不法(と思われる)業者を
国土交通省に通報した話。
新聞をじっくり読む時間が無いとき、私はよく
ネットニュース を見る。具体的には
YOL(Yomiuri on Line) や
Asahi com などだ。同じ事件であっても新聞社によって報道のされ方(記事の伝えられ方)が異なる・・・というのはよくあることで、私もそうしたことを意識しながら、各ニュースを
複数のメディア を通して読んでいる。
今日もネットニュースを拾い読みしていたのだが、ふと、その中に表示されていた広告(バナー)が目に付いた。見ると、「8ナンバー・普通車登録可」とある。一般の人には分からないかもしれないが、いわゆる8ナンバーとは特種用途自動車のことで、用途毎に定められた
構造要件 を満たさないと、登録または継続車検ができない決まりとなっている(例:キャンピングカーにおけるベッドやシンクなど。単に機材を備えていれば良いのではなく、その占有面積や設置方法などに細かな
規定 がある。

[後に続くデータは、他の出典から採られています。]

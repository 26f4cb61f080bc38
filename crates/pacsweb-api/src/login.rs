//! Token acquisition from the server's auth endpoint.

use log::{info, warn};
use serde_json::json;

use crate::client::HttpClient;
use crate::endpoints;
use crate::error::{ApiError, Result};
use crate::wire::TokenResponse;

pub struct LoginService<'a> {
    client: &'a HttpClient,
}

impl<'a> LoginService<'a> {
    pub fn new(client: &'a HttpClient) -> Self {
        Self { client }
    }

    /// Token the server associates with the current session, if any.
    /// Failures are logged and reported as no token.
    pub async fn recover_token_from_cookies(&self) -> Option<String> {
        match self.client.get::<TokenResponse>(endpoints::AUTH_TOKEN).await {
            Ok(response) => response.token_value,
            Err(e) => {
                warn!("Could not recover token: {}", e);
                None
            }
        }
    }

    /// Exchanges an admin token for an API token
    pub async fn get_token(&self, admin_token: &str) -> Result<String> {
        let response: TokenResponse = self
            .client
            .post(endpoints::AUTH_TOKEN, &json!({"admin_token": admin_token}))
            .await?;
        info!("Received API token");
        response.token_value.ok_or_else(|| ApiError::request(None))
    }
}
//! Ledger entities as the server sends them.
//!
//! Field names follow the server's wire format (`acc_type`,
//! `movements_specs`, ...); the camelCase spellings are accepted as aliases
//! so values produced by the forms deserialize too.

use chrono::NaiveDate;
use rust_decimal::Decimal;
use serde::{Deserialize, Serialize};

pub use pacsweb_parser::Tag;

/// Primary key of a server side entity
pub type Pk = u64;

/// Account type enumeration
#[derive(Debug, Clone, Copy, PartialEq, Eq, Hash, Serialize, Deserialize)]
pub enum AccType {
    /// The single root of the account forest
    Root,
    /// Groups other accounts, receives no movements itself
    Branch,
    /// Receives movements
    Leaf,
}

impl AccType {
    /// One letter abbreviation used in account labels
    pub fn abbrev(&self) -> char {
        match self {
            AccType::Root => 'R',
            AccType::Branch => 'B',
            AccType::Leaf => 'L',
        }
    }
}

impl std::str::FromStr for AccType {
    type Err = String;
    fn from_str(s: &str) -> Result<Self, Self::Err> {
        match s.to_lowercase().as_str() {
            "root" | "r" => Ok(AccType::Root),
            "branch" | "b" => Ok(AccType::Branch),
            "leaf" | "l" => Ok(AccType::Leaf),
            _ => Err(format!("Invalid account type: {}", s)),
        }
    }
}

impl std::fmt::Display for AccType {
    fn fmt(&self, f: &mut std::fmt::Formatter<'_>) -> std::fmt::Result {
        match self {
            AccType::Root => write!(f, "Root"),
            AccType::Branch => write!(f, "Branch"),
            AccType::Leaf => write!(f, "Leaf"),
        }
    }
}

/// A node of the account tree
#[derive(Debug, Clone, PartialEq, Eq, Serialize, Deserialize)]
pub struct Account {
    pub pk: Pk,
    pub name: String,
    #[serde(rename = "acc_type", alias = "accType")]
    pub acc_type: AccType,
    /// Parent account, `None` only for the root
    #[serde(default)]
    pub parent: Option<Pk>,
}

impl Account {
    pub fn is_root(&self) -> bool {
        self.acc_type == AccType::Root
    }

    pub fn is_leaf(&self) -> bool {
        self.acc_type == AccType::Leaf
    }
}

/// Currency information
#[derive(Debug, Clone, PartialEq, Eq, Serialize, Deserialize)]
pub struct Currency {
    pub pk: Pk,
    pub name: String,
    /// Server spelling, kept on the wire
    #[serde(default)]
    pub imutable: bool,
}

/// An amount of one currency
#[derive(Debug, Clone, PartialEq, Eq, Serialize, Deserialize)]
pub struct Money {
    pub currency: Pk,
    pub quantity: Decimal,
}

impl Money {
    pub fn new(currency: Pk, quantity: Decimal) -> Self {
        Self { currency, quantity }
    }
}

/// One Money per currency
pub type Balance = Vec<Money>;

/// A signed money entry of a transaction, tied to one account
#[derive(Debug, Clone, PartialEq, Eq, Serialize, Deserialize)]
pub struct Movement {
    pub account: Pk,
    pub money: Money,
    #[serde(default, skip_serializing_if = "Option::is_none")]
    pub comment: Option<String>,
}

/// A balanced (per currency, checked by the server) set of movements
#[derive(Debug, Clone, PartialEq, Eq, Serialize, Deserialize)]
pub struct Transaction {
    pub pk: Pk,
    pub description: String,
    #[serde(default)]
    pub reference: Option<String>,
    pub date: NaiveDate,
    #[serde(rename = "movements_specs", alias = "movements")]
    pub movements: Vec<Movement>,
    #[serde(default)]
    pub tags: Vec<Tag>,
}

impl Transaction {
    /// Accounts touched by this transaction, in movement order
    pub fn accounts(&self) -> Vec<Pk> {
        self.movements.iter().map(|m| m.account).collect()
    }

    /// Check if transaction involves a specific account
    pub fn involves_account(&self, account: Pk) -> bool {
        self.movements.iter().any(|m| m.account == account)
    }
}
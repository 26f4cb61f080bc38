//! Data shared by every view, fetched once at startup.

use log::info;
use pacsweb_core::LedgerSnapshot;

use crate::error::Result;
use crate::ledger::LedgerApi;

/// Fetches accounts, currencies and recent transactions concurrently.
/// Fails as soon as any of the three requests fails.
pub async fn fetch_app_context(api: &dyn LedgerApi) -> Result<LedgerSnapshot> {
    let (accounts, currencies, transactions) = tokio::try_join!(
        api.get_accounts(),
        api.get_currencies(),
        api.get_recent_transactions()
    )?;
    info!(
        "Loaded {} accounts, {} currencies and {} transactions",
        accounts.len(),
        currencies.len(),
        transactions.len()
    );
    Ok(LedgerSnapshot::new(accounts, currencies, transactions))
}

そのため、8ナンバー登録すること自体が不可能な車両もある)。それなのに「普通車登録可」とはどういうことだ?
広告をさらに見ると、「継続車検・キットがなくても大丈夫!8ナンバー車検ぜひご相談ください」とある。・・・怪しい。これはクリックしないワケにはいかない。早速その広告主のサイトに飛んでみると、トップページに次のような文字が掲げられているではないか!「8ナンバー車検 キット レンタル キャンペーン中!」 さらにそのサイトを詳しく読み進んでいくと、「88ナンバー継続車検(キットレンタル込み)\95810」と記載されている。
要するに、車検の時だけ8ナンバー機材を貸し出し、車検が終了すればその機材を回収する・・・といった行為を商売のメニューにしていることは明白だ。このような行為は個人であっても業者であっても
弾劾(だんがい) されるべきものだ。特種用途自動車は特種用途機材を
常設 しているからこそ特種用途自動車として認可登録されているのであって、車検のときだけ一時的に機材を積み、普段は機材を備え付けない状態で公道を走行させると、その運行者に対しては
道路運送車両法違反、その業者に対しては同法違反(不正改造)の
幇助 の恐れが生じると考えられるのだ。
折りしも、今月6月からは「
不正改造車を排除する運動」と「ディーゼル黒煙クリーン・キャンペーン」の
強化月間 が始まり、
国土交通省のサイト でも「本運動の一環として行っている街頭検査については、警察庁、自動車検査独立行政法人、軽自動車検査協会、その他関係団体と協力して全国で1ヶ月間に162回の実施を計画し、不正改造車両に対して厳しく対処していきます」とある。私がたまたま見つけた上記の業者サイトの不法行為は、マフラーや灯火類、フィルム、不正軽油といった強化月間中の重点検査項目には当てはまらないかもしれないが、8ナンバーの不正車検という点では見事に合致する。
そこで意を決して、国土交通省に情報提供(通報)することにした。
まずは国土交通省・自動車交通局(代表:03-5253-8111)に電話した。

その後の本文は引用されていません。